Welches sind meine drei größten Ängste? Ich schreibe: "dass ich zu alt sein könnte, um Arbeit zu finden", und: "dass ich meinen Lebensabend in Armut verbringe", etwas Drittes fällt mir nicht ein.

Die einzige Frage, bei der ich endlich mal Luft holen kann, lautet: "Nennen Sie fünf Dinge, die Sie in Ihrem gegenwärtigen Leben tolerieren oder hinnehmen (zum Beispiel: ein unordentliches Büro, unhöfliche Bekannte, Mangel an Kommunikation usw.)".

Das ist es: ein unordentliches Büro. Berge von Papier, die sich um mich auftürmen und wellenartig anwachsen; die Bodenlampen, die als Ablage dienen, überall auf dem Schreibtisch leere Tassen und Gläser, dazu unbezahlte Rechnungen, unbeantwortete Briefe,Manuskripte, die ich besprechen soll.

Wenn wir über "gestörte Leidenschaft" reden, wie Morton sagen würde: Nach meinem häuslichen Arbeitszimmer zu urteilen besitze ich das organisatorische Talent eines Zwölfjährigen. Kimberly hatte in unserem ersten Gespräch prophezeit, dass ich nach unserem "koaktiven" Prozess nicht nur einen Job finden würde, sondern eine "völlig neue Sicht meiner selbst" bekäme.
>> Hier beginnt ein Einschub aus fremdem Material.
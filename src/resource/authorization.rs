/// Per-identifier authorizations and their challenges
use crate::connection::Connection;
use crate::error::{AcmeError, Result};
use crate::protocol::ResourceKind;
use crate::protocol::jws::JwsIdentity;
use crate::resource::challenge::Challenge;
use crate::resource::{PollOptions, Pollable, wait_for};
use crate::session::Login;
use crate::types::{AuthorizationStatus, Identifier};
use serde::Deserialize;
use serde_json::{Value, json};
use std::time::Duration;
use tracing::info;

/// Cached authorization document
#[derive(Debug, Clone, Deserialize)]
pub struct AuthorizationData {
    /// The identifier this authorization proves control over
    pub identifier: Identifier,

    /// Authorization status
    pub status: AuthorizationStatus,

    /// Expiration of this authorization
    #[serde(default)]
    pub expires: Option<jiff::Timestamp>,

    /// Raw challenge documents; dispatched through the challenge registry
    #[serde(default)]
    pub challenges: Vec<Value>,

    /// True if this authorization was created for a wildcard name
    #[serde(default)]
    pub wildcard: bool,
}

/// An authorization resource located by its URL
pub struct Authorization {
    login: Login,
    url: String,
    data: Option<AuthorizationData>,
    challenges: Vec<Challenge>,
}

impl std::fmt::Debug for Authorization {
    fn fmt(&self, f: &mut std::fmt::Formatter<'_>) -> std::fmt::Result {
        f.debug_struct("Authorization")
            .field("url", &self.url)
            .field("data", &self.data)
            .field("challenge_count", &self.challenges.len())
            .finish()
    }
}

impl Authorization {
    /// Bind an authorization to its URL without fetching it
    pub fn bind(login: Login, url: impl Into<String>) -> Self {
        Self {
            login,
            url: url.into(),
            data: None,
            challenges: Vec::new(),
        }
    }

    /// Pre-authorize an identifier ahead of any order (RFC 8555 §7.4.1)
    ///
    /// Fails with feature-not-supported when the directory has no `newAuthz`.
    pub async fn pre_authorize(login: &Login, identifier: Identifier) -> Result<Authorization> {
        let session = login.session();
        let new_authz_url = session.resource_url(ResourceKind::NewAuthz).await?;

        let response = Connection::new(session)
            .send(
                &new_authz_url,
                Some(&json!({ "identifier": identifier })),
                login.key().as_ref(),
                JwsIdentity::AccountUrl(login.account_url()),
            )
            .await?;

        let url = response.require_location()?;
        let mut authorization = Authorization::bind(login.clone(), url);
        authorization.apply(response.require_json()?.clone())?;
        info!(authorization = authorization.url(), "Authorization created");
        Ok(authorization)
    }

    /// The immutable authorization URL
    pub fn url(&self) -> &str {
        &self.url
    }

    /// The cached authorization document, if loaded
    pub fn data(&self) -> Option<&AuthorizationData> {
        self.data.as_ref()
    }

    /// The cached status, if loaded
    pub fn status(&self) -> Option<AuthorizationStatus> {
        self.data.as_ref().map(|d| d.status)
    }

    /// True if the cached status is `valid`
    pub fn is_valid(&self) -> bool {
        self.status() == Some(AuthorizationStatus::Valid)
    }

    /// True if the cached status is `pending`
    pub fn is_pending(&self) -> bool {
        self.status() == Some(AuthorizationStatus::Pending)
    }

    /// The identifier under proof, once loaded
    pub fn identifier(&self) -> Option<&Identifier> {
        self.data.as_ref().map(|d| &d.identifier)
    }

    /// True if this authorization covers a wildcard name
    pub fn is_wildcard(&self) -> bool {
        self.data.as_ref().is_some_and(|d| d.wildcard)
    }

    /// The dispatched challenges, once loaded
    pub fn challenges(&self) -> &[Challenge] {
        &self.challenges
    }

    /// Find a challenge by its type string
    pub fn find_challenge(&self, type_name: &str) -> Option<&Challenge> {
        self.challenges.iter().find(|c| c.type_name() == type_name)
    }

    /// Find a challenge by its type string, mutably (to trigger or poll it)
    pub fn find_challenge_mut(&mut self, type_name: &str) -> Option<&mut Challenge> {
        self.challenges
            .iter_mut()
            .find(|c| c.type_name() == type_name)
    }

    /// Re-fetch the authorization document, replacing the cache
    pub async fn fetch(&mut self) -> Result<&AuthorizationData> {
        self.refresh().await?;
        Ok(self.data.as_ref().unwrap())
    }

    /// Load the authorization document if it is not cached yet
    pub async fn load(&mut self) -> Result<&AuthorizationData> {
        if self.data.is_none() {
            self.fetch().await?;
        }
        Ok(self.data.as_ref().unwrap())
    }

    async fn refresh(&mut self) -> Result<(AuthorizationStatus, Option<Duration>)> {
        let response = Connection::new(self.login.session())
            .post_as_get(
                &self.url,
                self.login.key().as_ref(),
                JwsIdentity::AccountUrl(self.login.account_url()),
            )
            .await?;
        self.apply(response.require_json()?.clone())?;
        Ok((self.data.as_ref().unwrap().status, response.retry_after))
    }

    fn apply(&mut self, value: Value) -> Result<()> {
        let data: AuthorizationData = serde_json::from_value(value)?;
        let registry = self.login.session().challenges();
        self.challenges = data
            .challenges
            .iter()
            .map(|raw| registry.dispatch(&self.login, raw.clone()))
            .collect::<Result<Vec<_>>>()?;
        self.data = Some(data);
        Ok(())
    }

    /// Deactivate this authorization; pending challenges are abandoned
    pub async fn deactivate(&mut self) -> Result<()> {
        info!(authorization = self.url(), "Deactivating authorization");
        let response = Connection::new(self.login.session())
            .send(
                &self.url,
                Some(&json!({ "status": "deactivated" })),
                self.login.key().as_ref(),
                JwsIdentity::AccountUrl(self.login.account_url()),
            )
            .await?;
        self.apply(response.require_json()?.clone())
    }

    /// Poll until the authorization reaches `target` or another terminal
    /// status
    pub async fn poll_until(
        &mut self,
        target: AuthorizationStatus,
        options: &PollOptions,
    ) -> Result<AuthorizationStatus> {
        wait_for(self, target, options).await
    }

    /// Poll until a triggered challenge makes this authorization `valid`
    pub async fn wait_until_valid(&mut self, options: &PollOptions) -> Result<AuthorizationStatus> {
        self.poll_until(AuthorizationStatus::Valid, options).await
    }
}

impl Pollable for Authorization {
    type Status = AuthorizationStatus;

    async fn poll_once(&mut self) -> Result<(AuthorizationStatus, Option<Duration>)> {
        self.refresh().await
    }
}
Mit etwas Glück wird das, was ich dann sehe, weniger chaotisch sein. Die zweite Aufgabe, die Kimberly mir stellt, besteht in einem weiteren Persönlichkeitstest, dem Myers-Briggs Type Indicator, der geringfügig intelligenter ist als WEPSS, denn ich werde nicht einfach aufgefordert, die Attribute anzukreuzen, die auf mich zutreffen, sondern bekomme längere Fragen vorgelegt wie "Vertragen Sie sich in der Regel besser mit (A)fantasievollen Menschen oder (B)realistischen Menschen?" Wieder ist die einzig vernünftige Vorgehensweise die spontane.

Zeige ich in der Regel meine Gefühle offen oder behalte ich meine Gefühle für mich? Hmm, kommt darauf an,welche soziale Akzeptanz diese Gefühle haben. Wenn es sich um den Wunsch handelt, jemandem, der gerade in meiner Nähe ist, schweren körperlichen Schaden zuzufügen - tja, dann nein.

Wenn ich aus dem Haus gehe, plane ich dann, was ich tun werde und wann, oder "ziehe ich einfach los"? Auch da ist es ein Unterschied, ob ich vor Gericht aussagen soll oder lediglich ins Einkaufszentrum fahre.

In der Hoffnung, dass am Ende eine einigermaßen stimmige Persönlichkeit zum Vorschein kommt, hechle ich den Test mit der verrückten Entschlossenheit eines Affen durch, dem man eine Schreibmaschine gegeben hat, um Shakespeares Werke hervorzubringen.

(Teil V folgt ...)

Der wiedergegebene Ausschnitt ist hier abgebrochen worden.